テスラは年初の販売不振や低価格電気自動車の開発中止、ロボタクシー発売の延期により、上半期は株価が低迷した。
しかし、米大統領選後に急騰した。現地時間17日の米国株式市場終値279ドル(約43,300円)を基準に、大統領選以降91%も上昇している。テスラ株が200ドル(約3万1,000円)を下回っていた第1・第2四半期に株を購入した投資家の中には、150%以上の利益を得た者も多い。
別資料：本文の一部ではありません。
use std::collections::{BTreeMap, BTreeSet};

use super::graph::{Dataflow, Handle, Inputs, KeyEffect, Node, NodeId, Propagation};
use super::reduced_map::ReducedMap;
use super::source::{apply_key, entries_snapshot};
use crate::structure::{Item, Record, Value};

pub struct MapValue {
    f: Box<dyn FnMut(&Value) -> Value>,
}

impl MapValue {
    pub fn new(f: impl FnMut(&Value) -> Value + 'static) -> Self {
        MapValue { f: Box::new(f) }
    }
}

impl Node for MapValue {
    fn evaluate(&mut self, inputs: &mut Inputs<'_>) -> Value {
        let value = inputs.get(0);
        if value.is_defined() {
            (self.f)(&value)
        } else {
            Value::Absent
        }
    }
}

/// Passes its input through when the predicate holds, `Absent` otherwise.
pub struct FilterValue {
    predicate: Box<dyn FnMut(&Value) -> bool>,
}

impl FilterValue {
    pub fn new(predicate: impl FnMut(&Value) -> bool + 'static) -> Self {
        FilterValue { predicate: Box::new(predicate) }
    }
}

impl Node for FilterValue {
    fn evaluate(&mut self, inputs: &mut Inputs<'_>) -> Value {
        let value = inputs.get(0);
        if value.is_defined() && (self.predicate)(&value) {
            value
        } else {
            Value::Absent
        }
    }
}

pub struct WatchValue {
    f: Box<dyn FnMut(&Value)>,
}

impl WatchValue {
    pub fn new(f: impl FnMut(&Value) + 'static) -> Self {
        WatchValue { f: Box::new(f) }
    }
}

impl Node for WatchValue {
    fn evaluate(&mut self, inputs: &mut Inputs<'_>) -> Value {
        let value = inputs.get(0);
        (self.f)(&value);
        value
    }
}

/// Rebuilds a key-preserving map combinator from every key of its input.
fn rebuild<N: Node>(node: &mut N, map: fn(&mut N) -> &mut BTreeMap<Value, Value>, inputs: &mut Inputs<'_>) -> Value {
    map(node).clear();
    for key in inputs.keys(0) {
        node.evaluate_key(&key, inputs);
    }
    entries_snapshot(map(node))
}

/// Maps each field value of a map-shaped input, key by key.
pub struct MapFieldValues {
    f: Box<dyn FnMut(&Value, &Value) -> Value>,
    map: BTreeMap<Value, Value>,
}

impl MapFieldValues {
    pub fn new(f: impl FnMut(&Value, &Value) -> Value + 'static) -> Self {
        MapFieldValues { f: Box::new(f), map: BTreeMap::new() }
    }
}

impl Node for MapFieldValues {
    fn evaluate(&mut self, inputs: &mut Inputs<'_>) -> Value {
        rebuild(self, |n| &mut n.map, inputs)
    }

    fn is_map(&self) -> bool {
        true
    }

    fn evaluate_key(&mut self, key: &Value, inputs: &mut Inputs<'_>) -> KeyEffect {
        let value = inputs.get_key(0, key);
        let mapped = if value.is_defined() { (self.f)(key, &value) } else { Value::Absent };
        apply_key(&mut self.map, key, mapped)
    }

    fn get_key(&self, key: &Value) -> Value {
        self.map.get(key).cloned().unwrap_or_default()
    }

    fn keys(&self) -> Vec<Value> {
        self.map.keys().cloned().collect()
    }

    fn input_key_decohered(&mut self, _port: usize, key: &Value, effect: KeyEffect) -> Propagation {
        Propagation::Keys(vec![(key.clone(), effect)])
    }
}

/// Keeps the fields of a map-shaped input whose `(key, value)` satisfies a predicate.
pub struct FilterFields {
    predicate: Box<dyn FnMut(&Value, &Value) -> bool>,
    map: BTreeMap<Value, Value>,
}

impl FilterFields {
    pub fn new(predicate: impl FnMut(&Value, &Value) -> bool + 'static) -> Self {
        FilterFields { predicate: Box::new(predicate), map: BTreeMap::new() }
    }
}

impl Node for FilterFields {
    fn evaluate(&mut self, inputs: &mut Inputs<'_>) -> Value {
        rebuild(self, |n| &mut n.map, inputs)
    }

    fn is_map(&self) -> bool {
        true
    }

    fn evaluate_key(&mut self, key: &Value, inputs: &mut Inputs<'_>) -> KeyEffect {
        let value = inputs.get_key(0, key);
        let kept = if value.is_defined() && (self.predicate)(key, &value) { value } else { Value::Absent };
        apply_key(&mut self.map, key, kept)
    }

    fn get_key(&self, key: &Value) -> Value {
        self.map.get(key).cloned().unwrap_or_default()
    }

    fn keys(&self) -> Vec<Value> {
        self.map.keys().cloned().collect()
    }

    fn input_key_decohered(&mut self, _port: usize, key: &Value, effect: KeyEffect) -> Propagation {
        Propagation::Keys(vec![(key.clone(), effect)])
    }
}

/// Passes a map through, reporting each recomputed key (`None` when removed).
pub struct WatchFields {
    f: Box<dyn FnMut(&Value, Option<&Value>)>,
    map: BTreeMap<Value, Value>,
}

impl WatchFields {
    pub fn new(f: impl FnMut(&Value, Option<&Value>) + 'static) -> Self {
        WatchFields { f: Box::new(f), map: BTreeMap::new() }
    }
}

impl Node for WatchFields {
    fn evaluate(&mut self, inputs: &mut Inputs<'_>) -> Value {
        rebuild(self, |n| &mut n.map, inputs)
    }

    fn is_map(&self) -> bool {
        true
    }

    fn evaluate_key(&mut self, key: &Value, inputs: &mut Inputs<'_>) -> KeyEffect {
        let value = inputs.get_key(0, key);
        (self.f)(key, Some(&value).filter(|v| v.is_defined()));
        apply_key(&mut self.map, key, value)
    }

    fn get_key(&self, key: &Value) -> Value {
        self.map.get(key).cloned().unwrap_or_default()
    }

    fn keys(&self) -> Vec<Value> {
        self.map.keys().cloned().collect()
    }

    fn input_key_decohered(&mut self, _port: usize, key: &Value, effect: KeyEffect) -> Propagation {
        Propagation::Keys(vec![(key.clone(), effect)])
    }
}

type Fold = Box<dyn FnMut(&Value, &Value) -> Value>;

/// Folds the field values of a map-shaped input into one value.
///
/// Per-key values live in a [`ReducedMap`] that caches partial reductions,
/// so a keyed update only re-reduces the page holding that key. `accumulate`
/// folds one field value into a partial result; `combine` merges two
/// partial results and must be associative.
pub struct ReduceFields {
    identity: Value,
    accumulate: Fold,
    combine: Fold,
    state: ReducedMap,
    pending: BTreeSet<Value>,
    rebuild: bool,
}

impl ReduceFields {
    pub fn new(
        identity: impl Into<Value>,
        accumulate: impl FnMut(&Value, &Value) -> Value + 'static,
        combine: impl FnMut(&Value, &Value) -> Value + 'static,
    ) -> Self {
        ReduceFields {
            identity: identity.into(),
            accumulate: Box::new(accumulate),
            combine: Box::new(combine),
            state: ReducedMap::new(),
            pending: BTreeSet::new(),
            rebuild: true,
        }
    }

    pub fn state(&self) -> &ReducedMap {
        &self.state
    }
}

impl Node for ReduceFields {
    fn evaluate(&mut self, inputs: &mut Inputs<'_>) -> Value {
        let keys: Vec<Value> = if self.rebuild {
            self.rebuild = false;
            self.pending.clear();
            self.state.clear();
            inputs.keys(0)
        } else {
            std::mem::take(&mut self.pending).into_iter().collect()
        };
        for key in keys {
            let value = inputs.get_key(0, &key);
            if value.is_defined() {
                self.state.insert(key, value);
            } else {
                self.state.remove(&key);
            }
        }
        self.state.reduce(&self.identity, &mut self.accumulate, &mut self.combine)
    }

    fn input_decohered(&mut self, _port: usize) -> Propagation {
        self.rebuild = true;
        Propagation::Whole
    }

    fn input_key_decohered(&mut self, _port: usize, key: &Value, _effect: KeyEffect) -> Propagation {
        self.pending.insert(key.clone());
        Propagation::Whole
    }
}

/// Gathers named value inputs into one record, one slot per defined input.
#[derive(Clone, Debug, Default)]
pub struct JoinValues {
    keys: Vec<Value>,
}

impl JoinValues {
    pub fn new() -> Self {
        Self::default()
    }

    /// Input port for `key`, if bound.
    pub fn port(&self, key: &Value) -> Option<usize> {
        self.keys.iter().position(|k| k == key)
    }
}

impl Node for JoinValues {
    fn evaluate(&mut self, inputs: &mut Inputs<'_>) -> Value {
        let mut record = Record::with_capacity(self.keys.len());
        for (port, key) in self.keys.iter().enumerate() {
            let value = inputs.get(port);
            if value.is_defined() {
                record.push(Item::slot(key.clone(), value));
            }
        }
        Value::Record(record)
    }
}

impl Handle<JoinValues> {
    /// Binds `source` under `key`, replacing any earlier source for it.
    pub fn bind(self, graph: &mut Dataflow, key: impl Into<Value>, source: impl Into<NodeId>) -> bool {
        let key = key.into();
        let port = match graph.node_mut(self) {
            Some(join) => match join.port(&key) {
                Some(port) => port,
                None => {
                    join.keys.push(key);
                    join.keys.len() - 1
                }
            },
            None => return false,
        };
        graph.bind_input(self, port, source)
    }
}

#[cfg(test)]
mod tests {
    use super::*;
    use crate::streamlet::{MapInput, MapOutput, ValueInput};
    use std::cell::Cell;
    use std::rc::Rc;

    fn sum(a: &Value, b: &Value) -> Value {
        match (a.as_i64(), b.as_i64()) {
            (Some(a), Some(b)) => Value::from(a + b),
            _ => Value::Absent,
        }
    }

    #[test]
    fn test_filter_fields_updates_per_key() {
        let mut graph = Dataflow::new();
        let checks = Rc::new(Cell::new(0));
        let input = graph.insert(MapInput::new());
        let filter = {
            let checks = checks.clone();
            graph.insert(FilterFields::new(move |_k: &Value, v: &Value| {
                checks.set(checks.get() + 1);
                v.as_i64().is_some_and(|n| n % 2 == 0)
            }))
        };
        let output = graph.insert(MapOutput::new());
        graph.bind_input(filter, 0, input);
        graph.bind_input(output, 0, filter);

        input.update(&mut graph, "two", 2);
        graph.recohere();
        assert_eq!(graph.get(output), Value::Record(Record::new().with_slot("two", 2)));
        let before = checks.get();

        input.update(&mut graph, "three", 4);
        assert_eq!(
            graph.recohere_output(output),
            Value::Record(Record::new().with_slot("three", 4).with_slot("two", 2))
        );
        assert_eq!(checks.get(), before + 1);

        input.update(&mut graph, "three", 3);
        graph.recohere();
        assert_eq!(graph.get(output), Value::Record(Record::new().with_slot("two", 2)));
    }

    #[test]
    fn test_reduce_fields_running_sum() {
        let mut graph = Dataflow::new();
        let input = graph.insert(MapInput::new());
        let total = graph.insert(ReduceFields::new(0, sum, sum));
        graph.bind_input(total, 0, input);

        input.update(&mut graph, "two", 2);
        graph.recohere();
        assert_eq!(graph.get(total), Value::from(2));

        input.update(&mut graph, "three", 3);
        graph.recohere();
        assert_eq!(graph.get(total), Value::from(5));

        input.remove(&mut graph, &Value::from("two"));
        assert_eq!(graph.get(total), Value::from(3));
    }

    #[test]
    fn test_map_field_values_and_watch() {
        let mut graph = Dataflow::new();
        let watched = Rc::new(Cell::new(0));
        let input = graph.insert(MapInput::new());
        let doubled = graph.insert(MapFieldValues::new(|_k: &Value, v: &Value| {
            v.as_i64().map_or(Value::Absent, |n| Value::from(n * 2))
        }));
        let watch = {
            let watched = watched.clone();
            graph.insert(WatchFields::new(move |_k: &Value, _v: Option<&Value>| watched.set(watched.get() + 1)))
        };
        graph.bind_input(doubled, 0, input);
        graph.bind_input(watch, 0, doubled);
        input.update(&mut graph, "a", 1);
        input.update(&mut graph, "b", 2);
        graph.recohere();
        assert_eq!(graph.get_key(watch, &Value::from("b")), Value::from(4));
        assert_eq!(watched.get(), 2);

        input.update(&mut graph, "a", 5);
        assert_eq!(graph.get_key(watch, &Value::from("a")), Value::from(10));
        assert_eq!(watched.get(), 3);
    }

    #[test]
    fn test_value_combinators() {
        let mut graph = Dataflow::new();
        let input = graph.insert(ValueInput::new(3));
        let even = graph.insert(FilterValue::new(|v: &Value| v.as_i64().is_some_and(|n| n % 2 == 0)));
        let squared = graph.insert(MapValue::new(|v: &Value| {
            v.as_i64().map_or(Value::Absent, |n| Value::from(n * n))
        }));
        graph.bind_input(even, 0, input);
        graph.bind_input(squared, 0, even);
        assert_eq!(graph.get(squared), Value::Absent);
        input.set(&mut graph, 4);
        assert_eq!(graph.get(squared), Value::from(16));
    }

    #[test]
    fn test_join_values() {
        let mut graph = Dataflow::new();
        let x = graph.insert(ValueInput::new(1));
        let y = graph.insert(ValueInput::new(Value::Absent));
        let join = graph.insert(JoinValues::new());
        assert!(join.bind(&mut graph, "x", x));
        assert!(join.bind(&mut graph, "y", y));
        assert_eq!(graph.get(join), Value::Record(Record::new().with_slot("x", 1)));
        y.set(&mut graph, "two");
        assert_eq!(
            graph.get(join),
            Value::Record(Record::new().with_slot("x", 1).with_slot("y", "two"))
        );
    }
}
18日(現地時間)のマーケットウォッチによると、ファクトセットが集計したアナリストのテスラ目標株価の平均は現在290ドル(約4万5,000円)だ。既に現在株価はそれより約190ドル(約2万9,400円)高い。通常、目標株価は現在株価を上回るため、これは異例だが、テスラ株では珍しくない。
過去数年間、テスラ株がアナリストの平均目標株価を上回って取引された期間は約60%に及ぶ。むしろ目標株価を下回って取引された時期の方が少ない。急騰したテクノロジー株のNVIDIAでさえ、同期間に平均目標株価を上回って取引された期間は10%に過ぎない。
現在、テスラ株は平均目標株価を約40%上回っている。テスラの株価が平均目標株価を最も大きく上回った時期は2020年7月で、その差はほぼ50%に達した。
最近の数年間で、平均目標株価と比較してテスラ株が最も割安だった時期は2022年12月だった。当時の平均目標株価は約270ドル(約4万1,900円)だったが、実際の株価は100ドル(約1万5,500円)をわずかに上回る水準で推移していた。目標株価が実際の株価を120%以上上回っていたのだ。その時点で購入していれば、1年で100%を超える収益率を達成できたことになる。
これら2つの事例は、テスラの場合、ウォール街の目標株価があまり参考にならないことを示している。
それでもマーケットウォッチは、アナリストの目標株価の活用法を提案している。
要するに、アナリストが各所で目標株価を引き上げる際に売却を検討し、目標株価を続けて引き下げる際に買い増しや新規購入を検討するというものだ。つまり、アナリストの目標株価の動向を逆手に取る戦略だ。
テスラの目標株価が最も高かったのは2022年4月で、当時のアナリストの平均目標株価は約350ドル(約5万4,300円)だった。しかし、目標株価が350ドルに達した途端に株価は下落し始め、その後12ヶ月間で40%以上下落した。
今年の春、テスラの平均目標株価は180ドル(約2万7,900円)にも満たなかった。電気自動車の販売不振や最大市場の中国での値下げ競争、低価格電気自動車の開発中止とロボタクシーへの注力発表、その後のロボタクシーイベント延期など、マイナス要因が重なった時期だった。しかし、その後テスラの株価は約165%上昇した。
つまり、現在株価と目標株価の乖離が大きく、かつ目標株価が反対方向に動き始める時期に注目すべきだということだ。
ウォール街の目標株価は春の底値以降、約110ドル(約1万7,000円)上昇した。過去最高値からは約60ドル(約9,300円)低いものの、現在アナリストたちは相次いでテスラの目標株価を引き上げている。近く平均目標株価は300ドル(約4万6,500円)を大きく上回る見通しだ。
マーケットウォッチは、これらの事例が実際の目標株価よりも投資家たちの心理の変化が、より重要であることを示していると指摘している。
もちろん、アナリストの目標株価の方向性だけで6ヶ月後や1年後の株価を予測するのは難しい。世界の電気自動車販売動向や最大市場である中国での競合他社の動き、ドナルド・トランプ次期大統領の電気自動車政策がテスラにもたらす得失など、考慮すべき要素は多い。
ウォール街の目標株価やアナリストの心理は、投資家がテスラ株を取引する際の1つのツールに過ぎない。それでもテスラは大型株の中で最も予測困難な銘柄の1つだ。投資判断に迷う際には、こうした情報も参考にする価値はあるだろう。